Le recours à loi facilitera aussi l’utilisation de remorqueuses pour retirer les nombreux camions qui se trouvent dans la capitale fédérale ou qui bloquent le poste frontalier de Coutts, en Alberta. Jusqu’ici, les entreprises de remorquage ont refusé les demandes de services par crainte de représailles. À Windsor, ce sont des entreprises américaines qui sont intervenues, a donné en exemple M. Trudeau.

« Tout le monde est fatigué de la pandémie. Mais il y a d’autres façons de vous exprimer que de participer à des activités illégales et dangereuses », a martelé M. Trudeau lors d’une conférence de presse. « Nous ne pouvons pas et nous ne tolérerons pas que des activités dangereuses continuent », a soutenu M. Trudeau, invitant de nouveau les manifestants qui paralysent le centre-ville d’Ottawa à plier bagage.

Le premier ministre, qui était accompagné de quatre de ses ministres, a annoncé cette décision après avoir informé ses homologues provinciaux de ses intentions lundi matin. Il a aussi fait part de sa démarche aux chefs des autres formations politiques.

M. Trudeau s’est défendu de vouloir suspendre les droits fondamentaux prévus dans la Charte des droits et libertés.

On ne limite pas la liberté d’expression ou le droit de manifester pacifiquement. Ce qu’on veut, c’est d’assurer la sécurité des Canadiens, protéger les emplois des travailleurs et rétablir la confiance dans nos institutions.

Justin Trudeau, premier ministre du Canada

« Ce siège et ce barrage causent des dommages importants à notre économie, à nos institutions démocratiques et à la réputation du Canada dans le monde », a pour sa part déploré la ministre des Finances, Chrystia Freeland, à ses côtés. Elle a soutenu que « la confiance internationale envers le Canada » est en jeu.
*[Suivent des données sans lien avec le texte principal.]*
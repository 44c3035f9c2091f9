//! A resolved field of particles for one effect configuration

use crate::budget::BudgetTable;
use crate::effect::EffectType;
use crate::params::DerivedParameters;
use crate::profiles::resolve_particle;
use crate::shapes::ShapeSpec;
use jianghu_animation::AnimationProfile;
use jianghu_core::{JianghuError, ParticleKey, Result, ThemeColor};
use serde::{Deserialize, Serialize};

/// What the host application asks the engine to show.
///
/// Passed explicitly on every mount or update; the engine holds no ambient
/// theme state.
#[derive(Debug, Clone, PartialEq, Serialize, Deserialize)]
pub struct EngineConfig {
    pub effect_tag: String,
    /// Any integer; clamped by the budget policy
    pub requested_count: i64,
    pub color: ThemeColor,
}

impl EngineConfig {
    /// Surrounding whitespace is stripped from the tag, so lookup and
    /// particle keys see the same string.
    pub fn new(
        effect_tag: impl Into<String>,
        requested_count: i64,
        color: impl Into<ThemeColor>,
    ) -> Self {
        let effect_tag: String = effect_tag.into();
        Self {
            effect_tag: effect_tag.trim().to_string(),
            requested_count,
            color: color.into(),
        }
    }

    /// Config for a scenario's ambient particle keyword
    pub fn for_scene(keyword: &str, requested_count: i64, color: impl Into<ThemeColor>) -> Self {
        Self::new(EffectType::from_scene_particle(keyword).tag(), requested_count, color)
    }

    /// Recognized effect type, or `None` for the fallback
    pub fn effect(&self) -> Option<EffectType> {
        EffectType::lookup(&self.effect_tag)
    }

    /// Like [`effect`](Self::effect) but unknown tags are an error
    pub fn strict_effect(&self) -> Result<EffectType> {
        self.effect()
            .ok_or_else(|| JianghuError::UnknownEffect(self.effect_tag.clone()))
    }
}

/// One particle: identity, parameters, motion and shape
#[derive(Debug, Clone, PartialEq, Serialize, Deserialize)]
pub struct Particle {
    pub key: ParticleKey,
    pub derived: DerivedParameters,
    pub profile: AnimationProfile,
    pub shape: ShapeSpec,
}

impl Particle {
    pub fn resolve(
        effect: Option<EffectType>,
        tag: &str,
        index: usize,
        color: &ThemeColor,
    ) -> Self {
        let key = ParticleKey::new(tag, index);
        let derived = DerivedParameters::derive(index);
        let resolved = resolve_particle(effect, &derived, color, &key);
        Self {
            key,
            derived,
            profile: resolved.profile,
            shape: resolved.shape,
        }
    }
}

/// Every particle of one configuration, in index order
#[derive(Debug, Clone, PartialEq, Serialize, Deserialize)]
pub struct ParticleField {
    pub effect_tag: String,
    pub effect: Option<EffectType>,
    pub color: ThemeColor,
    pub particles: Vec<Particle>,
}

impl ParticleField {
    /// Number of particles after budget clamping
    pub fn actual_count(&self) -> usize {
        self.particles.len()
    }

    pub fn is_empty(&self) -> bool {
        self.particles.is_empty()
    }

    pub fn get(&self, key: &ParticleKey) -> Option<&Particle> {
        self.particles.get(key.index()).filter(|p| &p.key == key)
    }
}

/// Resolve a field. Never fails: unknown tags use the fallback profile
/// and negative counts give an empty field.
pub fn build_field(config: &EngineConfig, budget: &BudgetTable) -> ParticleField {
    let effect = config.effect();
    if effect.is_none() {
        log::debug!("unrecognized effect tag '{}', using fallback", config.effect_tag);
    }
    let count = budget.clamp_count(effect, config.requested_count);

    let particles: Vec<Particle> = (0..count)
        .map(|index| Particle::resolve(effect, &config.effect_tag, index, &config.color))
        .collect();

    log::info!(
        "resolved {} particle(s) for '{}' (requested {})",
        particles.len(),
        config.effect_tag,
        config.requested_count
    );

    ParticleField {
        effect_tag: config.effect_tag.clone(),
        effect,
        color: config.color.clone(),
        particles,
    }
}

/// Resolve a field against the built-in budget table
pub fn render_particle_field(tag: &str, requested_count: i64, color: &str) -> ParticleField {
    build_field(
        &EngineConfig::new(tag, requested_count, color),
        &BudgetTable::default(),
    )
}

#[cfg(test)]
mod tests {
    use super::*;
    use crate::shapes::ShapeFamily;
    use jianghu_animation::Property;
    use std::collections::HashSet;

    #[test]
    fn petal_field_is_capped_and_distinct() {
        let field = render_particle_field("falling-petal", 1000, "#ff00ff");
        assert_eq!(field.actual_count(), 80);
        assert_eq!(field.effect, Some(EffectType::FallingPetal));

        let spreads: HashSet<u64> = field
            .particles
            .iter()
            .map(|p| p.derived.spread_position.to_bits())
            .collect();
        assert_eq!(spreads.len(), 80);

        for (i, a) in field.particles.iter().enumerate() {
            for b in &field.particles[i + 1..] {
                assert_ne!(a.derived, b.derived);
            }
        }
        assert_eq!(field.particles[5].key.to_string(), "falling-petal-5");
        assert_eq!(field.particles[5].shape.color.as_str(), "#ff00ff");
    }

    #[test]
    fn unknown_tag_uses_fallback_profile() {
        let field = render_particle_field("unknown-tag-xyz", 10, "#000");
        assert_eq!(field.actual_count(), 10);
        assert_eq!(field.effect, None);
        for particle in &field.particles {
            assert_eq!(particle.shape.family, ShapeFamily::StarFormation);
            let opacity = particle.profile.track(Property::Opacity).unwrap();
            assert_eq!(opacity.values, vec![0.0, 0.35, 0.0]);
        }
        assert_eq!(field, render_particle_field("unknown-tag-xyz", 10, "#000"));
    }

    #[test]
    fn negative_count_gives_empty_field() {
        let field = render_particle_field("mist", -4, "#fff");
        assert!(field.is_empty());
    }

    #[test]
    fn legacy_tags_resolve_but_keep_their_key() {
        let field = render_particle_field("꽃잎", 3, "#fff");
        assert_eq!(field.effect, Some(EffectType::FallingPetal));
        assert_eq!(field.particles[2].key.to_string(), "꽃잎-2");
    }

    #[test]
    fn padded_tag_is_recognized_and_keyed_trimmed() {
        let field = render_particle_field(" flame ", 2, "#fff");
        assert_eq!(field.effect, Some(EffectType::Flame));
        assert_eq!(field.effect_tag, "flame");
        assert_eq!(field.particles[1].key.to_string(), "flame-1");
    }

    #[test]
    fn strict_lookup_reports_unknown_tags() {
        let config = EngineConfig::new("confetti", 5, "#fff");
        assert!(matches!(
            config.strict_effect(),
            Err(JianghuError::UnknownEffect(tag)) if tag == "confetti"
        ));
    }

    #[test]
    fn scene_keywords_map_to_effects() {
        let config = EngineConfig::for_scene("embers", 50, "#fff");
        assert_eq!(config.effect(), Some(EffectType::Flame));
        let config = EngineConfig::for_scene("anything", 50, "#fff");
        assert_eq!(config.effect(), Some(EffectType::FallingPetal));
    }

    #[test]
    fn get_by_key() {
        let field = render_particle_field("lightning", 5, "#fff");
        let key = ParticleKey::new("lightning", 3);
        assert_eq!(field.get(&key).map(|p| p.derived.index), Some(3));
        assert!(field.get(&ParticleKey::new("flame", 3)).is_none());
    }
}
C’est la première fois depuis son adoption en 1988 qu’un gouvernement invoque la Loi sur les mesures d’urgence. Celle-ci a remplacé la controversée Loi sur les mesures de guerre qui avait été utilisée par le premier ministre Pierre Elliott Trudeau lors de la crise d’Octobre.

Freeland ferme le robinet

Parallèlement, le gouvernement Trudeau veut couper le financement qui a permis les occupations illégales. Les plateformes de sociofinancement et les services de paiement en ligne sont ajoutés à la Loi sur le recyclage des produits de la criminalité et le financement des activités terroristes. Elles doivent désormais rapporter toute transaction importante ou suspecte, incluant les transactions en cryptomonnaie, au Centre d’analyse des opérations et déclarations financières du Canada.

Les banques pourront cesser temporairement d’offrir des services financiers lorsqu’elles soupçonnent qu’un compte sert aux barrages illégaux.

Les banques peuvent également geler les comptes personnels ou commerciaux de tout participant aux blocages illégaux sans ordre de la cour. Elles devront signaler ces personnes à la Gendarmerie royale du Canada et au Service canadien du renseignement de sécurité.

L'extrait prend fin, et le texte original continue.